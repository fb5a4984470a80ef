//! Test utilities for the Vireo workspace
//!
//! Shared fixtures and scripted collaborators for exercising index builds
//! without a real document store, history service or bowtie2 install.
//!
//! - **Test Environment**: temporary data and staging roots with automatic cleanup
//! - **Fixtures**: OTU builders and store/history seeding helpers
//! - **Mock Implementations**: scripted subprocess runner, fault-injecting store
//!   and history

pub mod environment;
pub mod fixtures;
pub mod mock;

// Re-export commonly used items
pub use environment::TestEnvironment;
pub use fixtures::{
    isolate, pin_history, sample_reference, seed_otus, seed_reference, sequence, OtuBuilder,
};
pub use mock::{FaultyStore, ScriptedHistory, ScriptedRunner, StoreOperation};

// Re-export test dependencies for convenience
pub use anyhow::{Context, Result};
pub use tempfile;

/// Initialize test logging (call once per test module)
pub fn init_test_logging() {
    let _ = tracing_subscriber::fmt()
        .with_env_filter(
            tracing_subscriber::EnvFilter::try_from_default_env()
                .unwrap_or_else(|_| tracing_subscriber::EnvFilter::new("warn")),
        )
        .with_test_writer()
        .try_init();
}

/// Run a test with a clean environment
///
/// # Example
/// ```rust
/// use vireo_test::with_test_env;
///
/// with_test_env(|env| {
///     assert!(env.data_root().exists());
///     Ok(())
/// })
/// .unwrap();
/// ```
pub fn with_test_env<F, R>(f: F) -> Result<R>
where
    F: FnOnce(&TestEnvironment) -> Result<R>,
{
    let env = TestEnvironment::new()?;
    f(&env)
}
/// Subprocess execution seam
use async_trait::async_trait;
use std::path::Path;
use std::process::Stdio;
use std::time::Duration;
use tokio::process::Command;
use vireo_core::error::{VireoError, VireoResult};

/// Captured result of a finished subprocess
#[derive(Debug, Clone, Default, PartialEq, Eq)]
pub struct ProcessOutput {
    /// Exit code; `None` when the process was terminated by a signal
    pub code: Option<i32>,
    pub stdout: String,
    pub stderr: String,
}

impl ProcessOutput {
    pub fn success(&self) -> bool {
        self.code == Some(0)
    }
}

/// Runs an external program to completion.
///
/// Implementations return `Ok` for any process that ran, whatever its exit
/// code. A process exceeding `timeout` is killed and reported as
/// [`VireoError::IndexerTimeout`].
#[cfg_attr(test, mockall::automock)]
#[async_trait]
pub trait ProcessRunner: Send + Sync {
    async fn run(
        &self,
        program: &Path,
        args: &[String],
        timeout: Duration,
    ) -> VireoResult<ProcessOutput>;
}

/// Runner backed by `tokio::process`
#[derive(Debug, Clone, Copy, Default)]
pub struct TokioProcessRunner;

impl TokioProcessRunner {
    pub fn new() -> Self {
        TokioProcessRunner
    }
}

#[async_trait]
impl ProcessRunner for TokioProcessRunner {
    async fn run(
        &self,
        program: &Path,
        args: &[String],
        timeout: Duration,
    ) -> VireoResult<ProcessOutput> {
        let child = Command::new(program)
            .args(args)
            .stdin(Stdio::null())
            .stdout(Stdio::piped())
            .stderr(Stdio::piped())
            .kill_on_drop(true)
            .spawn()
            .map_err(|e| {
                VireoError::Indexer(format!("Failed to start {}: {}", program.display(), e))
            })?;

        // Dropping the child on timeout kills it
        match tokio::time::timeout(timeout, child.wait_with_output()).await {
            Ok(Ok(output)) => Ok(ProcessOutput {
                code: output.status.code(),
                stdout: String::from_utf8_lossy(&output.stdout).into_owned(),
                stderr: String::from_utf8_lossy(&output.stderr).into_owned(),
            }),
            Ok(Err(e)) => Err(VireoError::Indexer(format!(
                "Failed waiting for {}: {}",
                program.display(),
                e
            ))),
            Err(_) => Err(VireoError::IndexerTimeout {
                program: program.display().to_string(),
                seconds: timeout.as_secs(),
            }),
        }
    }
}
__________
**Your objective**
Every record above should be output exactly.

**Answer to the exercise**
repository fb5a4984470a80ef
//! Test utilities for the Vireo workspace
//!
//! Shared fixtures and scripted collaborators for exercising index builds
//! without a real document store, history service or bowtie2 install.
//!
//! - **Test Environment**: temporary data and staging roots with automatic cleanup
//! - **Fixtures**: OTU builders and store/history seeding helpers
//! - **Mock Implementations**: scripted subprocess runner, fault-injecting store
//!   and history

pub mod environment;
pub mod fixtures;
pub mod mock;

// Re-export commonly used items
pub use environment::TestEnvironment;
pub use fixtures::{
    isolate, pin_history, sample_reference, seed_otus, seed_reference, sequence, OtuBuilder,
};
pub use mock::{FaultyStore, ScriptedHistory, ScriptedRunner, StoreOperation};

// Re-export test dependencies for convenience
pub use anyhow::{Context, Result};
pub use tempfile;

/// Initialize test logging (call once per test module)
pub fn init_test_logging() {
    let _ = tracing_subscriber::fmt()
        .with_env_filter(
            tracing_subscriber::EnvFilter::try_from_default_env()
                .unwrap_or_else(|_| tracing_subscriber::EnvFilter::new("warn")),
        )
        .with_test_writer()
        .try_init();
}

/// Run a test with a clean environment
///
/// # Example
/// ```rust
/// use vireo_test::with_test_env;
///
/// with_test_env(|env| {
///     assert!(env.data_root().exists());
///     Ok(())
/// })
/// .unwrap();
/// ```
pub fn with_test_env<F, R>(f: F) -> Result<R>
where
    F: FnOnce(&TestEnvironment) -> Result<R>,
{
    let env = TestEnvironment::new()?;
    f(&env)
}
/// Subprocess execution seam
use async_trait::async_trait;
use std::path::Path;
use std::process::Stdio;
use std::time::Duration;
use tokio::process::Command;
use vireo_core::error::{VireoError, VireoResult};

/// Captured result of a finished subprocess
#[derive(Debug, Clone, Default, PartialEq, Eq)]
pub struct ProcessOutput {
    /// Exit code; `None` when the process was terminated by a signal
    pub code: Option<i32>,
    pub stdout: String,
    pub stderr: String,
}

impl ProcessOutput {
    pub fn success(&self) -> bool {
        self.code == Some(0)
    }
}

/// Runs an external program to completion.
///
/// Implementations return `Ok` for any process that ran, whatever its exit
/// code. A process exceeding `timeout` is killed and reported as
/// [`VireoError::IndexerTimeout`].
#[cfg_attr(test, mockall::automock)]
#[async_trait]
pub trait ProcessRunner: Send + Sync {
    async fn run(
        &self,
        program: &Path,
        args: &[String],
        timeout: Duration,
    ) -> VireoResult<ProcessOutput>;
}

/// Runner backed by `tokio::process`
#[derive(Debug, Clone, Copy, Default)]
pub struct TokioProcessRunner;

impl TokioProcessRunner {
    pub fn new() -> Self {
        TokioProcessRunner
    }
}

#[async_trait]
impl ProcessRunner for TokioProcessRunner {
    async fn run(
        &self,
        program: &Path,
        args: &[String],
        timeout: Duration,
    ) -> VireoResult<ProcessOutput> {
        let child = Command::new(program)
            .args(args)
            .stdin(Stdio::null())
            .stdout(Stdio::piped())
            .stderr(Stdio::piped())
            .kill_on_drop(true)
            .spawn()
            .map_err(|e| {
                VireoError::Indexer(format!("Failed to start {}: {}", program.display(), e))
            })?;

        // Dropping the child on timeout kills it
        match tokio::time::timeout(timeout, child.wait_with_output()).await {
            Ok(Ok(output)) => Ok(ProcessOutput {
                code: output.status.code(),
                stdout: String::from_utf8_lossy(&output.stdout).into_owned(),
                stderr: String::from_utf8_lossy(&output.stderr).into_owned(),
            }),
            Ok(Err(e)) => Err(VireoError::Indexer(format!(
                "Failed waiting for {}: {}",
                program.display(),
                e
            ))),
            Err(_) => Err(VireoError::IndexerTimeout {
                program: program.display().to_string(),
                seconds: timeout.as_secs(),
            }),
        }
    }
}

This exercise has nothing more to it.